The puzzles and the endings were very confusing in this game. I couldn't help but wonder what, exactly, was the point for some of them at several points throughout my playthrough. The problem is that the game lacks logical flow in many of its departments. (Spoiler - click to show)e.g. The puzzles — you pull the lever? To make someone scream? What for? I thought you were trying to escape? There was also the sitting skeleton in the room you return to near the end of the game — is that the old man, and if so, how did he wither down to just his bones during the short period of time that we were gone? Is the implication that something happened during our brief sojourn into the outer walls to influence our perception of time or otherwise just make time go faster? But again, I ask, what for? There's just too many questions and not enough answers. The ending, when it came, was just as abrupt and as nonsensical as many of the events that happened before. (Spoiler - click to show)I've only managed to get one ending, with the variation of how many times or whether you managed to pull the lever at all. Let me know if there's anyone out there who's managed to get something different. But the author did describe their game as being "rather confusing" in the game description, so I suppose all of this should've been expected, anyways.
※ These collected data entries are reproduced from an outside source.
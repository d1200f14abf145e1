//! Intra-route 2-opt improvement.
//!
//! # Algorithm
//!
//! For each pair of positions `i < j` in a route, reversing the segment
//! `[i..=j]` replaces the arcs `prev→r[i]` and `r[j]→next` with
//! `prev→r[j]` and `r[i]→next`, and flips the direction of every arc inside
//! the segment. Arc weights are directed (asymmetric costs, directed
//! penalties), so the inner arcs are part of the delta:
//!
//! ```text
//! delta = w(prev, r[j]) + w(r[i], next) - w(prev, r[i]) - w(r[j], next)
//!       + Σ_{k=i}^{j-1} [ w(r[k+1], r[k]) - w(r[k], r[k+1]) ]
//! ```
//!
//! Improving reversals are applied immediately (first improvement) until a
//! full sweep finds none.
//!
//! # Reference
//!
//! Croes, G.A. (1958). "A method for solving traveling salesman problems",
//! *Operations Research* 6(6), 791-812.

use crate::evaluation::{Context, Objective};

use super::IMPROVEMENT_EPS;

/// Applies 2-opt to every route. Returns `true` if any route changed.
///
/// Capacity is unaffected: a reversal keeps the route's customers.
pub(crate) fn two_opt_pass(
    routes: &mut [Vec<usize>],
    objective: &Objective<'_>,
    ctx: &Context<'_>,
) -> bool {
    let mut any = false;
    for route in routes.iter_mut() {
        any |= improve_route(route, objective, ctx);
    }
    any
}

fn improve_route(route: &mut [usize], objective: &Objective<'_>, ctx: &Context<'_>) -> bool {
    let n = route.len();
    if n < 2 {
        return false;
    }
    let depot = objective.model().depot();

    let mut any = false;
    let mut improved = true;
    while improved {
        improved = false;
        for i in 0..n - 1 {
            for j in i + 1..n {
                if reversal_delta(route, depot, i, j, objective, ctx) < -IMPROVEMENT_EPS {
                    route[i..=j].reverse();
                    improved = true;
                    any = true;
                }
            }
        }
    }
    any
}

/// Change in weight from reversing `route[i..=j]`.
fn reversal_delta(
    route: &[usize],
    depot: usize,
    i: usize,
    j: usize,
    objective: &Objective<'_>,
    ctx: &Context<'_>,
) -> f64 {
    let prev = if i == 0 { depot } else { route[i - 1] };
    let next = if j + 1 == route.len() {
        depot
    } else {
        route[j + 1]
    };

    let w = |a: usize, b: usize| objective.arc(a, b, ctx);
    let boundary = w(prev, route[j]) + w(route[i], next) - w(prev, route[i]) - w(route[j], next);
    let inner: f64 = (i..j)
        .map(|k| w(route[k + 1], route[k]) - w(route[k], route[k + 1]))
        .sum();
    boundary + inner
}
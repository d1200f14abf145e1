//! Guided Local Search (GLS).
//!
//! Escapes local optima by penalizing edges of the current solution and
//! re-optimizing under the augmented objective
//! `distance + λ · Σ penalty(e) · cost(e)`. The edge penalized each
//! iteration is the one maximizing `cost(e) / (penalty(e) + 1)`. The search
//! stops when an iteration fails to improve the plain distance, at the
//! iteration limit, or when the time budget runs out; a final plain local
//! search removes the bias the penalties introduced.
//!
//! # References
//!
//! - Voudouris & Tsang (1999), "Guided local search and its application to
//!   the traveling salesman problem"
//! - Kilby, Prosser & Shaw (1999), "Guided Local Search for the Vehicle
//!   Routing Problem with Time Windows"

mod config;
mod features;
mod penalty;
mod runner;

pub use config::GlsConfig;
pub use features::{current_features, most_utilized, utility, FeatureSet};
pub use penalty::{Edge, PenaltyMap};
pub use runner::{solve, GlsResult, GuidedLocalSearch, Step, Termination};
I looked up the title out of curiosity. Surprisingly, "The Mamertine" is a real place — an ancient prison used in Roman times — located in Rome, Italy. It's obviously fallen out of use now, and was in fact used by the Christians for worship since medieval times (the site, at least, apparently not the prison itself), so I'm having a fun time trying to place the "cult" that the player escaped from (Spoiler - click to show)— and, assumedly, been brought back into — in history and recognize its historical significance, if there's any to speak of in the first place ((Spoiler - click to show)and though some of the tools that appeared throughout this game gave off the feeling that the game is based in if not modern, at least very recent times). I'm now just curious why the author decided to choose the Mamertine as the setting at all (assuming it's even eponymous in the first place?). It just seems rather niche and sort of out-of-the-way, not an obvious choice for any author.
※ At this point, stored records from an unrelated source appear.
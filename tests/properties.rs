//! Property tests over random instances.

use proptest::prelude::*;

use gls_routing::constructive::{nearest_feasible, ConstructionMode};
use gls_routing::evaluation::{Context, Objective, PenaltyContext, RouteEvaluator};
use gls_routing::gls::{
    current_features, most_utilized, solve, utility, GlsConfig, GuidedLocalSearch, PenaltyMap,
    Step,
};
use gls_routing::local_search::local_search;
use gls_routing::models::{CostModel, Customer, Solution};

/// Up to 12 customers on a grid, demands 1..=10, capacity at least 10 and
/// one vehicle per customer, so construction always succeeds.
fn instance() -> impl Strategy<Value = CostModel> {
    (
        prop::collection::vec((-50i32..=50, -50i32..=50, 1u32..=10), 1..12),
        10u32..=40,
    )
        .prop_map(|(rows, capacity)| {
            let mut customers = vec![Customer::depot(0.0, 0.0)];
            for (i, (x, y, demand)) in rows.iter().enumerate() {
                customers.push(Customer::new(i + 1, *x as f64, *y as f64, *demand, 0.0));
            }
            let vehicles = rows.len();
            CostModel::euclidean(customers, vehicles, capacity).expect("valid model")
        })
}

fn check_invariants(model: &CostModel, solution: &Solution) -> Result<(), TestCaseError> {
    let mut served: Vec<usize> = solution
        .routes()
        .iter()
        .flat_map(|r| r.customers().iter().copied())
        .collect();
    served.sort_unstable();
    let expected: Vec<usize> = (1..=model.num_customers()).collect();
    prop_assert_eq!(served, expected);
    for route in solution.routes() {
        prop_assert!(model.fits(model.load(route.customers())));
    }
    prop_assert!(solution.num_routes() <= model.vehicle_count());
    prop_assert!(RouteEvaluator::new(model).is_feasible(solution));
    Ok(())
}

fn small_config() -> GlsConfig {
    GlsConfig::default()
        .with_max_iterations(30)
        .with_progress_interval(0)
}

proptest! {
    #![proptest_config(ProptestConfig::with_cases(48))]

    #[test]
    fn constructor_output_is_a_feasible_partition(model in instance()) {
        let sol = nearest_feasible(&model, ConstructionMode::Strict).expect("feasible");
        check_invariants(&model, &sol)?;
    }

    #[test]
    fn objective_is_sum_of_path_costs(model in instance()) {
        let sol = nearest_feasible(&model, ConstructionMode::Strict).expect("feasible");
        let by_hand: f64 = sol
            .routes()
            .iter()
            .flat_map(|r| r.path().windows(2).map(|w| (w[0], w[1])).collect::<Vec<_>>())
            .map(|(a, b)| model.cost(a, b))
            .sum();
        let value = Objective::new(&model).evaluate(&sol, &Context::Plain);
        prop_assert!((value - by_hand).abs() < 1e-9);
    }

    #[test]
    fn local_search_keeps_invariants_and_never_worsens(model in instance()) {
        let obj = Objective::new(&model);
        let start = nearest_feasible(&model, ConstructionMode::Strict).expect("feasible");
        let improved = local_search(obj, &start, &Context::Plain, &[]);
        check_invariants(&model, &improved)?;
        prop_assert!(
            obj.evaluate(&improved, &Context::Plain)
                <= obj.evaluate(&start, &Context::Plain) + 1e-9
        );
    }

    #[test]
    fn penalized_local_search_keeps_invariants(model in instance(), lambda in 0.0f64..1.0) {
        let obj = Objective::new(&model);
        let start = nearest_feasible(&model, ConstructionMode::Strict).expect("feasible");
        let features = current_features(&start);
        let mut penalties = PenaltyMap::new();
        for edge in features.iter().step_by(2) {
            penalties.increment(edge);
        }
        let ctx = Context::Penalized(PenaltyContext::new(&features, &penalties, lambda));
        let candidate = local_search(obj, &start, &ctx, &[]);
        check_invariants(&model, &candidate)?;
        prop_assert!(obj.evaluate(&candidate, &ctx) <= obj.evaluate(&start, &ctx) + 1e-9);
    }

    #[test]
    fn most_utilized_is_deterministic_and_maximal(model in instance(), bumps in 0usize..20) {
        let sol = nearest_feasible(&model, ConstructionMode::Strict).expect("feasible");
        let features = current_features(&sol);
        let mut penalties = PenaltyMap::new();
        for _ in 0..bumps {
            if let Some(e) = most_utilized(&features, &penalties, &model) {
                penalties.increment(e);
            }
        }
        let first = most_utilized(&features, &penalties, &model);
        let second = most_utilized(&features, &penalties, &model);
        prop_assert_eq!(first, second);

        let chosen = first.expect("non-empty feature set");
        let best = utility(chosen, &penalties, &model);
        for e in features.iter() {
            prop_assert!(utility(e, &penalties, &model) <= best);
        }
    }

    #[test]
    fn driver_never_worsens_and_is_deterministic(model in instance()) {
        let a = solve(&model, small_config()).expect("feasible");
        let b = solve(&model, small_config()).expect("feasible");
        check_invariants(&model, &a.solution)?;
        prop_assert!(a.cost <= a.initial_cost + 1e-9);
        prop_assert_eq!(a.solution, b.solution);
        prop_assert_eq!(a.iterations, b.iterations);
    }

    #[test]
    fn penalties_only_grow(model in instance()) {
        let mut gls = GuidedLocalSearch::new(&model, small_config()).expect("feasible");
        let mut snapshot = PenaltyMap::new();
        for _ in 0..10 {
            let step = gls.step();
            for (edge, count) in snapshot.iter() {
                prop_assert!(gls.penalties().get(edge) >= count);
            }
            snapshot = gls.penalties().clone();
            if step != Step::Continue {
                break;
            }
        }
    }
}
This game did make me think of other games with similar fuzzy categories — A Long Way to the Nearest Star or JELLY (my personal favorite), for games that also kind of attempted to destroy, merge, blend (I don't know, okay) the boundaries between Twine/hypertext and parsers, and even The Master of the Land, though that one's more of a conversation puzzle game than parser and a bit more far-off than the others. Anyways, what I'm mostly saying is that these types of games are an interesting developmental direction that should be further explored. (Cue tiny me cheering in a tinny voice at the back: Yeah! Break the boundaries, baby! Okay, that was embarassing. Ignore that.)
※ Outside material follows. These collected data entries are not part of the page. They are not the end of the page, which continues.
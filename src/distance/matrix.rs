//! Dense travel cost matrix.

use crate::models::Customer;

/// A dense n×n travel cost matrix stored in row-major order.
///
/// Costs may be asymmetric. Built either from customer coordinates
/// (Euclidean) or from an explicit grid.
///
/// # Examples
///
/// ```
/// use gls_routing::models::Customer;
/// use gls_routing::distance::DistanceMatrix;
///
/// let customers = vec![
///     Customer::depot(0.0, 0.0),
///     Customer::new(1, 3.0, 4.0, 10, 0.0),
/// ];
/// let dm = DistanceMatrix::from_customers(&customers);
/// assert!((dm.get(1, 0) - 5.0).abs() < 1e-10);
/// assert_eq!(dm.size(), 2);
/// ```
#[derive(Debug, Clone, PartialEq)]
pub struct DistanceMatrix {
    data: Vec<f64>,
    size: usize,
}

impl DistanceMatrix {
    /// Creates a matrix of the given size with every entry zero.
    pub fn new(size: usize) -> Self {
        Self {
            data: vec![0.0; size * size],
            size,
        }
    }

    /// Euclidean distances between customer coordinates.
    pub fn from_customers(customers: &[Customer]) -> Self {
        let n = customers.len();
        let mut dm = Self::new(n);
        for i in 0..n {
            for j in (i + 1)..n {
                let d = customers[i].distance_to(&customers[j]);
                dm.set(i, j, d);
                dm.set(j, i, d);
            }
        }
        dm
    }

    /// Wraps an explicit row-major grid.
    ///
    /// Returns `None` if `data.len() != size * size`.
    pub fn from_data(size: usize, data: Vec<f64>) -> Option<Self> {
        if data.len() != size * size {
            return None;
        }
        Some(Self { data, size })
    }

    /// Cost from `from` to `to`.
    ///
    /// # Panics
    ///
    /// Panics if either index is out of bounds.
    pub fn get(&self, from: usize, to: usize) -> f64 {
        assert!(
            from < self.size && to < self.size,
            "location ({from}, {to}) out of bounds for a {n}x{n} matrix",
            n = self.size
        );
        self.data[from * self.size + to]
    }

    /// Overwrites the cost from `from` to `to`.
    pub fn set(&mut self, from: usize, to: usize, cost: f64) {
        assert!(
            from < self.size && to < self.size,
            "location ({from}, {to}) out of bounds for a {n}x{n} matrix",
            n = self.size
        );
        self.data[from * self.size + to] = cost;
    }

    /// Number of locations.
    pub fn size(&self) -> usize {
        self.size
    }

    /// Returns `true` if `get(i, j)` and `get(j, i)` agree within `tol`.
    pub fn is_symmetric(&self, tol: f64) -> bool {
        (0..self.size)
            .flat_map(|i| ((i + 1)..self.size).map(move |j| (i, j)))
            .all(|(i, j)| (self.get(i, j) - self.get(j, i)).abs() <= tol)
    }
}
As afternotes — I liked the signage of the 'cult' in the story, as well as the background music, which is definitely not for everyone, but I personally found it suited the progression of the game very well — though it stopped quarterway during play for me. Visual design was okay; the fonts could have been done better. Some proofreading and work on sentence structure might be in order to fix a couple obvious mistakes (e.g. (Spoiler - click to show)"You are you don't think ..." right in the beginning few pages) and to break up run-on sentences.